Journalists should listen to their readers. I learned this lesson well in my last job, where I worked with the Navy Office of Information in the Pentagon to figure out a way to get a condensed version of The New York Times delivered electronically to every surface ship, submarine, and shore station around the world at the same time that you could buy the first edition of the paper in Times Square.
It was during the run up to the first Persian Gulf War in the 1990s, and our solution came in the form of creating Adobe Acrobat PDF files (Acrobat was then in beta, and was called Carousel), and delivered it to the Navy using an underutilized electronic spare parts network that allowed the PAOs (public affairs officers) on those ships and subs and in those ports to print a PDF file and distribute copies to their shipmates. I still rank it as one of the highlights of my journalism career. We didn’t stop there, however. We wanted to know what those Navy readers around the world thought of the Navy Edition of The Times, so the Pentagon conducted a survey and shared the findings with us.

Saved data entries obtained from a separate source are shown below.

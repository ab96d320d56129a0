//! CLI command handlers

pub mod ask;
pub mod docs;
pub mod keys;
pub mod search;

My favorite response came from a Marine serving in the Gulf. His recommendation? “Less liberal propaganda and more sports.” We listened, and started including more NASCAR and football coverage than the Times normally ran.
This year, we asked you, our advisor readers, what you wanted from us. The answer? More news, data, and analysis, delivered in real time, electronically. So, beginning with a soft launch on September 15 that’s due to morph into a hard launch on October 4, we created AdvisorOne.com to meet those needs.
You said you used multiple websites and e-alerts to stay on top of the news that affects you and your clients. You said you wanted fresh market data. You said you wanted insight and analysis into that news and data. You said you wished you could get the cornucopia of content that exists on the Web in one site. That’s what we built.